I was angry but now I am really sad. I remember the fun guy I married. I am not sure who the man I currently live with is but he definitely isn't my husband. We have had sex once since Feb. We rarely even touch one another. We don't talk about anything other than DD or the dog. He doesn't like the life he ended up with - he will say that.

I am not sure I need advice but a handhold would be nice. I haven't told anyone in RL yet - I guess he and I need to work out how to actually do this splitting up thing.

OP posts:
bigsunflower · 07/09/2018 13:23

HH for you Thanks
It seems you've made the right decision.
Is there a reason he doesn't want to go back to work?

MargoLovebutter · 07/09/2018 13:26

So sorry, it sounds miserable. Is there are reason he can't get another job?

OracleofDelphi · 07/09/2018 13:28

Oh bless you...... I think you know everythign anyone can say, deep down, but any form of realisation is hard when it hits you. Which I think has happened with you. I honestly thought you might be someone I know - because this story is almost identical to one of my old schools friends, but she had a DS as well as DD and no dog! I seriously wish she would leave as its affected our friendship. So firstly you are doing the right thing. Go and see a family law solicitor. A good one will have something like 30 minutes free so you can work out whats the best order to do things in. They will also have access to mediation if this is appropriate for you. If you can access counselling it might be worthwhile doing that too to clear your mind , and work out steps forwards.

I think you need to come to terms with it in your head and then take the plunge. Be strong OP and know that you will create a better life for you and your DD at least.

Penyu · 07/09/2018 13:48

This situation is familiar to me.
My relationship ended in April, and I haven’t looked back. I love having the house to myself and my daughter, no moody exh around etc etc.
If you can do it financially, you will be so much happier and so will your daughter with the knock on effect.
He sounds like a man child. And if he was going to change you would have seen some definite evidence of that by now.
Think about how life will look like as a single mum, make sure you have your plan in place then do it. 💪

HairyAntoinette · 07/09/2018 13:49

My lightbulb moment was when he went away for a few days and whilst he was away the household was bathed in sunshine and everyone relaxed.

Good luck!

Adora10 · 07/09/2018 13:54

Do it, he's a lazy good for nothing, a drain to you and your child; get rid pronto and enjoy your life without someone using you like that, he's had enough of taking the piss out of you no?

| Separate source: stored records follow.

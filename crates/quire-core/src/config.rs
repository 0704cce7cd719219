//! Application configuration
//!
//! Configuration is loaded from:
//! 1. Default values
//! 2. Config file (~/.config/quire/config.toml)
//! 3. Environment variables (QUIRE_* prefix)
//!
//! Environment variables take precedence over config file values.

use anyhow::{Context, Result};
use serde::{Deserialize, Serialize};
use std::path::PathBuf;
use tracing::warn;

/// Environment variable prefix
const ENV_PREFIX: &str = "QUIRE";

/// Application configuration
#[derive(Debug, Clone, Serialize, Deserialize)]
pub struct Config {
    /// Directory holding database snapshots and blobs
    #[serde(default = "default_data_dir")]
    pub data_dir: PathBuf,

    /// Namespace for the version marker and snapshot entries
    #[serde(default = "default_key_prefix")]
    pub key_prefix: String,

    /// Largest text content (in bytes) kept inline in the database
    #[serde(default = "default_inline_threshold")]
    pub inline_threshold: usize,
}

impl Default for Config {
    fn default() -> Self {
        Self {
            data_dir: default_data_dir(),
            key_prefix: default_key_prefix(),
            inline_threshold: default_inline_threshold(),
        }
    }
}

impl Config {
    /// Load configuration from default location and environment
    ///
    /// Order of precedence (highest to lowest):
    /// 1. Environment variables (QUIRE_DATA_DIR, QUIRE_KEY_PREFIX, QUIRE_INLINE_THRESHOLD)
    /// 2. Config file (~/.config/quire/config.toml or QUIRE_CONFIG)
    /// 3. Default values
    pub fn load() -> Result<Self> {
        Self::load_from_path(&Self::config_file_path())
    }

    /// Load configuration from a specific path
    ///
    /// Environment variables are still applied as overrides.
    /// If the file doesn't exist, defaults are used.
    pub fn load_from_path(path: &PathBuf) -> Result<Self> {
        let mut config = if path.exists() {
            let content = std::fs::read_to_string(path)
                .with_context(|| format!("Failed to read config file: {:?}", path))?;
            toml::from_str(&content)
                .with_context(|| format!("Failed to parse config file: {:?}", path))?
        } else {
            Self::default()
        };

        config.apply_env_overrides();
        config.ensure_data_dir()?;
        Ok(config)
    }

    /// Load configuration from a TOML string (useful for testing)
    pub fn load_from_str(toml_content: &str) -> Result<Self> {
        let mut config: Config =
            toml::from_str(toml_content).context("Failed to parse config TOML")?;
        config.apply_env_overrides();
        Ok(config)
    }

    /// Apply environment variable overrides
    fn apply_env_overrides(&mut self) {
        // QUIRE_DATA_DIR
        if let Ok(val) = std::env::var(format!("{}_DATA_DIR", ENV_PREFIX)) {
            self.data_dir = PathBuf::from(val);
        }

        // QUIRE_KEY_PREFIX
        if let Ok(val) = std::env::var(format!("{}_KEY_PREFIX", ENV_PREFIX)) {
            if !val.is_empty() {
                self.key_prefix = val;
            }
        }

        // QUIRE_INLINE_THRESHOLD
        if let Ok(val) = std::env::var(format!("{}_INLINE_THRESHOLD", ENV_PREFIX)) {
            match val.parse() {
                Ok(threshold) => self.inline_threshold = threshold,
                Err(_) => warn!(value = %val, "Ignoring invalid QUIRE_INLINE_THRESHOLD"),
            }
        }
    }

    /// Ensure data directory exists
    fn ensure_data_dir(&self) -> Result<()> {
        if !self.data_dir.exists() {
            std::fs::create_dir_all(&self.data_dir)
                .with_context(|| format!("Failed to create data directory: {:?}", self.data_dir))?;
        }
        Ok(())
    }

    /// Save configuration to file
    pub fn save(&self) -> Result<()> {
        let config_path = Self::config_file_path();

        if let Some(parent) = config_path.parent() {
            std::fs::create_dir_all(parent)
                .with_context(|| format!("Failed to create config directory: {:?}", parent))?;
        }

        let content = toml::to_string_pretty(self).context("Failed to serialize config")?;
        std::fs::write(&config_path, content)
            .with_context(|| format!("Failed to write config file: {:?}", config_path))?;
        Ok(())
    }

    /// Get the config file path
    ///
    /// Can be overridden with QUIRE_CONFIG environment variable
    pub fn config_file_path() -> PathBuf {
        if let Ok(path) = std::env::var(format!("{}_CONFIG", ENV_PREFIX)) {
            return PathBuf::from(path);
        }

        dirs::config_dir()
            .unwrap_or_else(|| PathBuf::from("."))
            .join("quire")
            .join("config.toml")
    }

    /// Directory blobs are written under
    pub fn blob_dir(&self) -> PathBuf {
        self.data_dir.join(crate::blob::BLOB_DIR)
    }
}

/// Get the default data directory
fn default_data_dir() -> PathBuf {
    dirs::data_local_dir()
        .unwrap_or_else(|| PathBuf::from("."))
        .join("quire")
}

fn default_key_prefix() -> String {
    "quire".to_string()
}

fn default_inline_threshold() -> usize {
    64 * 1024
}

NewLevelsOfTiredness · 07/09/2018 14:09

When my girlfriend told her ex it was over, she actually said to him "You don't enjoy this life. You hate it. One day you'll thanks me for this."

He just wasn't cut out for the day to day family life.

Oh, and I'm told that his first reaction was to suddenly to some housework stuff he'd normally ignore as well. Fairly common reaction apparently.

Storm4star · 07/09/2018 15:17

I think he's probably struggling to take you seriously at the moment. You may need to tell him several more times that it's over. His actions come across like he thinks you were just ranting and will "calm down" later.

He's had 9 years to step up and hasn't done it. So don't let him make you feel bad over this. If you feel you're going to falter just remember how you felt when he was away. You deserve to be happy.